「おかしなことを聞くね」ローレンス・ブロック傑作集 1
☆☆☆☆
この傑作集は70年代後半から80年代前半の作品が収録されています。
やはり時代を経ているせいか、それなりに微妙な感じの作品やオチに
こだわり過ぎているような作品もあるように思います。
そのあたりから展開がわかってしまうような話もありますが、切り口と語り口が上手いから飽きずに楽しく読めました。ミステリというより毒気がある作品が多いですね。

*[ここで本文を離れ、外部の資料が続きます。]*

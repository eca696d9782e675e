// file: src/extractor/sdn.rs
// description: feature-type discovery and address extraction from the SDN export
// reference: OFAC SDN advanced XML schema

use crate::error::{Result, SdnError};
use crate::extractor::patterns::{FEATURE_END, VERSION_DETAIL, feature_type_declaration, feature_type_reference};
use crate::models::AddressSet;
use tracing::debug;

/// Feature type label OFAC assigns to Bitcoin addresses.
pub const XBT_FEATURE_LABEL: &str = "Digital Currency Address - XBT";

/// Extracts addresses tagged with a single feature type from the raw SDN
/// advanced XML export.
///
/// The numeric feature type ID is not stable across publications, so it is
/// resolved from the human-readable label on every call.
pub struct FeatureExtractor {
    label: String,
}

impl FeatureExtractor {
    pub fn new(label: impl Into<String>) -> Self {
        Self { label: label.into() }
    }

    /// Extractor for the Bitcoin (XBT) feature type.
    pub fn bitcoin() -> Self {
        Self::new(XBT_FEATURE_LABEL)
    }

    pub fn label(&self) -> &str {
        &self.label
    }

    /// Resolves the numeric feature type ID declared for this label.
    pub fn feature_type_id<'a>(&self, document: &'a str) -> Result<&'a str> {
        let declaration = feature_type_declaration(&self.label);
        let caps = declaration
            .captures(document)
            .ok_or_else(|| SdnError::CategoryNotFound(self.label.clone()))?;
        Ok(caps.get(1).map_or("", |m| m.as_str()))
    }

    /// Returns the distinct addresses tagged with this feature type, in
    /// first-seen order.
    ///
    /// Records lacking a closing `</Feature>` marker or an embedded
    /// `VersionDetail` value contribute nothing; the export is known to carry
    /// irregular entries and those are skipped rather than failing the scan.
    pub fn extract(&self, document: &str) -> Result<AddressSet> {
        let id = self.feature_type_id(document)?;
        debug!("resolved feature type ID {} for label {:?}", id, self.label);

        let reference = feature_type_reference(id);
        let mut addresses = AddressSet::new();

        // Everything before the first reference is preamble; each later
        // fragment starts one candidate record.
        for segment in document.split(reference.as_str()).skip(1) {
            let Some(end) = segment.find(FEATURE_END) else {
                continue;
            };
            if let Some(caps) = VERSION_DETAIL.captures(&segment[..end]) {
                addresses.insert(caps[1].trim());
            }
        }

        debug!("extracted {} distinct addresses", addresses.len());
        Ok(addresses)
    }
}

/// Extracts the distinct sanctioned Bitcoin addresses from a raw SDN export.
pub fn extract_bitcoin_addresses(document: &str) -> Result<Vec<String>> {
    FeatureExtractor::bitcoin()
        .extract(document)
        .map(AddressSet::into_vec)
}

#[cfg(test)]
mod tests {
    use super::*;
    use pretty_assertions::assert_eq;

    const ADDR_A: &str = "1A1zP1eP5QGefi2DMPTfTL5SLmv7DivfNa";
    const ADDR_B: &str = "12QtD5BFwRsdNsAZY76UVE1xyCGNTojH9h";

    fn declaration(id: u32) -> String {
        format!(
            r#"<FeatureType ID="{id}" FeatureTypeGroupID="1">Digital Currency Address - XBT</FeatureType>"#
        )
    }

    fn record(id: u32, value: &str) -> String {
        format!(
            r#"<Feature ID="99" FeatureTypeID="{id}">
  <FeatureVersion ReliabilityID="1" ID="5000">
    <VersionDetail DetailTypeID="1432">{value}</VersionDetail>
  </FeatureVersion>
</Feature>"#
        )
    }

    #[test]
    fn test_two_records_decoy_category_excluded() {
        let xml = format!(
            "<Sanctions>{}{}{}{}</Sanctions>",
            declaration(7),
            record(7, ADDR_A),
            record(7, ADDR_B),
            record(9, "unrelated-passport-number"),
        );

        let addresses = extract_bitcoin_addresses(&xml).unwrap();
        assert_eq!(addresses, vec![ADDR_A.to_string(), ADDR_B.to_string()]);
    }

    #[test]
    fn test_duplicate_addresses_collapse() {
        let xml = format!(
            "{}{}{}",
            declaration(7),
            record(7, ADDR_B),
            record(7, ADDR_B),
        );

        let addresses = extract_bitcoin_addresses(&xml).unwrap();
        assert_eq!(addresses, vec![ADDR_B.to_string()]);
    }

    #[test]
    fn test_missing_label_fails() {
        let xml = format!(
            r#"<FeatureType ID="7">Digital Currency Address - ETH</FeatureType>{}"#,
            record(7, ADDR_A),
        );

        let err = extract_bitcoin_addresses(&xml).unwrap_err();
        assert!(matches!(err, SdnError::CategoryNotFound(_)));
    }

    #[test]
    fn test_empty_document_fails() {
        let err = extract_bitcoin_addresses("").unwrap_err();
        assert!(matches!(err, SdnError::CategoryNotFound(_)));
    }

    #[test]
    fn test_declared_category_with_no_records() {
        let xml = format!("{}{}", declaration(7), record(9, ADDR_A));
        let addresses = extract_bitcoin_addresses(&xml).unwrap();
        assert!(addresses.is_empty());
    }

    #[test]
    fn test_unterminated_segment_skipped() {
        let xml = format!(
            r#"{}{}<Feature ID="4" FeatureTypeID="7"><VersionDetail>{}</VersionDetail>"#,
            declaration(7),
            record(7, ADDR_A),
            ADDR_B,
        );

        let addresses = extract_bitcoin_addresses(&xml).unwrap();
        assert_eq!(addresses, vec![ADDR_A.to_string()]);
    }

    #[test]
    fn test_segment_without_value_field_skipped() {
        let xml = format!(
            r#"{}<Feature FeatureTypeID="7"><Comment>no value</Comment></Feature>{}"#,
            declaration(7),
            record(7, ADDR_B),
        );

        let addresses = extract_bitcoin_addresses(&xml).unwrap();
        assert_eq!(addresses, vec![ADDR_B.to_string()]);
    }

    #[test]
    fn test_similar_id_does_not_match() {
        // ID 7 must not pick up records tagged 77.
        let xml = format!(
            "{}{}{}",
            declaration(7),
            record(77, ADDR_A),
            record(7, ADDR_B),
        );

        let addresses = extract_bitcoin_addresses(&xml).unwrap();
        assert_eq!(addresses, vec![ADDR_B.to_string()]);
    }

    #[test]
    fn test_surrounding_whitespace_stripped() {
        let xml = format!(
            "{}{}",
            declaration(7),
            record(7, &format!("  {ADDR_A}  ")),
        );

        let addresses = extract_bitcoin_addresses(&xml).unwrap();
        assert_eq!(addresses, vec![ADDR_A.to_string()]);
    }

    #[test]
    fn test_extraction_is_idempotent() {
        let xml = format!(
            "{}{}{}",
            declaration(344),
            record(344, ADDR_B),
            record(344, ADDR_A),
        );

        let first = extract_bitcoin_addresses(&xml).unwrap();
        let second = extract_bitcoin_addresses(&xml).unwrap();
        assert_eq!(first, second);
        assert_eq!(first, vec![ADDR_B.to_string(), ADDR_A.to_string()]);
    }

    #[test]
    fn test_feature_type_id_resolution() {
        let xml = format!("{}{}", declaration(344), record(344, ADDR_A));
        let extractor = FeatureExtractor::bitcoin();
        assert_eq!(extractor.feature_type_id(&xml).unwrap(), "344");
    }
}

「食いついた魚」「動物収容所にて」「あいつが死んだら」はなんだかキングの
短篇みたいです。ブロックがこんな作品を書いていたとは知らなかった。
若干ユーモアがあるのがブロックで無気味さが増すとキングになるのでしょうかね。
「成功報酬」「詩人と弁護士」
弁護士エイレングラフが“喪黒福造”に思えた。このキャラクターは良いですね。
彼の言う通り外科手術も成功報酬制にすべき。
「ハンドボール・コートの他人」「泥棒の不運な夜」
ともにありがちな展開。ハンドボールってスカッシュのことなのかな?
「道端の野良犬のように」
カルロスを思わせる国際テロリストが登場する異色作品。展開が読めなかった。
「我々は強盗である」
風景も登場人物もみんな乾いた、いかにもアメリカ的な印象が残りました。
「一語一千ドル」
短篇を出版社に売っていた当時のブロックの気持ちがよ~く分かる作品。
「アッカーマン狩り」
アッカーマンという名前の人物が次々に殺されるサスペンス。
日本では一つしかない名字を持った人を順に殺していく
『全国珍名殺人事件』が有名…(嘘)、誰か書いてね。
「保険殺人の相談」
ブラックユーモアもの。それほどのものでは。
「おかしなことを聞くね」
中古ジーンズを大量に古着屋に卸している会社は
どこから穿き馴れたジーンズを仕入れてくるのか?
一体どんな人が穿き心地の良くなったジーンズを手放すのか?
「夜の泥棒のように」「窓から外へ」
それぞれ泥棒探偵バーニイとマット・スカダーが登場します。
「無意味なことでも」
あと口が悪い。
「クレイジー・ビジネス」
殺し屋業界で伝説的な名声を博した男のもとに若き殺し屋がやって来て、
殺し屋稼業の四箇条を教えてもらう。最後の四箇条目とは…
「死への帰還」
自分を殺した犯人を見つけなければあの世に行けないと
生き還らされた男の話。面白い趣向だけど犯人に意外性がない。